Cost: $10 to $30 per application (but cheaper if you consider no nail polish or do it at home).
How long it takes: 30 minutes.
How long it lasts: About five days with no chips.
How to take it off: It’s pretty simple. Grab some polish remover and cotton pads and you’re good to go.
How it affects nail health: Wear it as often as you like—it has no negative affect. A basic manicure is one of the safest types of manicures from the bunch. It’s an easy process and removal allows little to no room for splitting or breaking nails.
The downsides: It’s prone to chipping quicker and losing its shine than most manicures (even with a good top coat). Simply put: Don’t expect this one to last more than a week.
2. Shellac Manicure
This is probably what you’re getting when you book a gel mani. It’s basically a hybrid of gel and nail polish that’s cured and hardened with a UV light, so zero drying time baby. The word Shellac is actually just the trademark name of CND, the first company to invent and register this type of polish. It’s less harder than gel (and soaks off with acetone), but it’s tougher and more flexible to wear than a basic manicure.
Cost: $25 to $60 per application.
How long it takes: 45 minutes to an hour.
How long it lasts: About two to three weeks with no chips.
How to take it off: You’ll need cotton pads, acetone, aluminum foil and a cuticle pusher to try the soaking method at home. You can also visit a salon to get a less damaging removal.
How it affects nail health: Some peeling or breakage might occur if you just go ahead and rip them off without using the proper removal technique (ahem, see above). Take your time to gently soak them off for strong natural nails in between salon visits.
The downsides: It can be a bit expensive depending on the salon. Plus, its tougher exterior can make it difficult to remove which can damage your nail bed if not taken off properly.
3. Gel Manicure
Also known as “hard gel,” this mani can be applied over natural or fake nails. The main difference from Shellac (or soak-off gel) is that you can extend the length of the nail, which can be sculpted and shaped just like acrylic. From square to coffin style, this manicure can last longer than soft gel styles.
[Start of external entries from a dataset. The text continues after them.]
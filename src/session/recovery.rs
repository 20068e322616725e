//! History-based recovery for a collect reply that never arrived live.

use crate::classifier::{ReplyOutcome, classify_reply};
use crate::transport::Reply;

/// What the history revealed about a missed collection.
#[derive(Debug, Clone, Copy, PartialEq, Eq)]
pub enum Recovered {
    /// A collect success addressed to the account.
    Collected(u64),
    /// No collect success, but a deposit confirmation stated an amount.
    EstimatedFromDeposit(u64),
}

impl Recovered {
    pub fn amount(self) -> u64 {
        match self {
            Self::Collected(amount) | Self::EstimatedFromDeposit(amount) => amount,
        }
    }
}

/// Scan `history` (newest first) for evidence of a collection by `subject`.
///
/// The first collect success with at least one role line wins; otherwise the
/// first deposit confirmation with a positive amount is used as an estimate.
pub fn recover_from_history(
    history: &[Reply],
    subject: &str,
    service_author: Option<&str>,
) -> Option<Recovered> {
    let outcomes: Vec<ReplyOutcome> = history
        .iter()
        .filter(|reply| service_author.is_none_or(|author| reply.author_id == author))
        .map(|reply| classify_reply(reply, subject))
        .filter(ReplyOutcome::is_related)
        .collect();

    let collected = outcomes.iter().find_map(|outcome| match outcome {
        ReplyOutcome::CollectSuccess {
            total_amount,
            per_role_amounts,
        } if !per_role_amounts.is_empty() => Some(Recovered::Collected(*total_amount)),
        _ => None,
    });

    collected.or_else(|| {
        outcomes.iter().find_map(|outcome| match outcome {
            ReplyOutcome::DepositConfirmed {
                amount: Some(amount),
            } if *amount > 0 => Some(Recovered::EstimatedFromDeposit(*amount)),
            _ => None,
        })
    })
}

#[cfg(test)]
mod tests {
    use super::*;

    const SUCCESS: &str = "Role income successfully collected!\n\
        1 - <@&42> 4,000 (cash)\n\
        2 - <@&43> 1,500 (cash)";

    #[test]
    fn collect_success_wins_over_newer_deposit() {
        let history = vec![
            Reply::embed("3", "bot", "alice", "Deposited 9,999 cash to your bank!"),
            Reply::embed("2", "bot", "alice", SUCCESS),
        ];
        assert_eq!(
            recover_from_history(&history, "alice", Some("bot")),
            Some(Recovered::Collected(5_500))
        );
    }

    #[test]
    fn deposit_amount_is_an_estimate() {
        let history = vec![
            Reply::embed("2", "bot", "bob", SUCCESS),
            Reply::embed("1", "bot", "alice", "Deposited 2,000 cash to your bank!"),
        ];
        let recovered = recover_from_history(&history, "alice", None).unwrap();
        assert_eq!(recovered, Recovered::EstimatedFromDeposit(2_000));
        assert_eq!(recovered.amount(), 2_000);
    }

    #[test]
    fn success_without_roles_is_not_evidence() {
        let history = vec![Reply::embed(
            "1",
            "bot",
            "alice",
            "Role income successfully collected!",
        )];
        assert_eq!(recover_from_history(&history, "alice", None), None);
    }

    #[test]
    fn foreign_authors_are_ignored() {
        let history = vec![Reply::embed("1", "someone", "alice", SUCCESS)];
        assert_eq!(recover_from_history(&history, "alice", Some("bot")), None);
        assert!(recover_from_history(&[], "alice", None).is_none());
    }
}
Plus, it’s more flexible and can resemble your natural nails to a T.
Cost: $26 to $60 per application.
How long it takes: 45 minutes to an hour.
How long it lasts: Two to three weeks with no chips.
How hard to take off: You might want to visit a salon to get these babies off. The nail technician will use an electric file to sand away gel before wiping nails with acetone-free remover to get rid of excess nail powder. But nail aficionados, beware: Some salons won’t remove this type of polish, so check with them before you go.
How it affects nail health: Again, gel shouldn’t damage nails if applied and removed properly by a skilled technician. But you might notice some peeling or weakness in the days following removal. Just be sure to keep nails hydrated with cuticle oil and they'll regain their strength in no time.
The downsides: It can be on the pricey side and the removal process can be tough if you don’t go to a salon.
4. Acrylics
The OG of nail extensions. It’s a combination of a liquid (monomer) and powder (polymer) that creates a hard protective layer over your natural nail and false tips. The mixture hardens from exposure to air and creates a transparent canvas for regular nail polish. This extension technique can be super fun to try out new shapes and overall extend your natural length. It’s also popular for trying intricate nail art that you can’t do with shorter nails.
Cost: $35-$100 for a full set; $15 for a fill.
How long it takes: About 1.5 hours or more for a full set and 45 minutes for a fill.
How long it lasts: Two to three weeks before your next retouch.
How to take it off: Do it at home with cotton pads, acetone, aluminum foil and a cuticle pusher or visit a salon. But under no circumstances should you try pulling or popping it off.
How it affects nail health: If removed properly, you shouldn’t expect much damage. Nails may appear a bit weaker due to the fact that they’re filed down before application to give the mixture added grip. Just make sure your technician doesn’t over-file them, and use cuticle oil to keep nail beds hydrated.
The downsides: Acrylic is one of the most expensive manicures. It can also take more time in the salon chair (especially if you decide on nail art). And if you’re looking for a low-maintenance mani, this isn’t the one for you. You will need frequent fill-ins to avoid damaging nails and having a funky gap because of nail growth.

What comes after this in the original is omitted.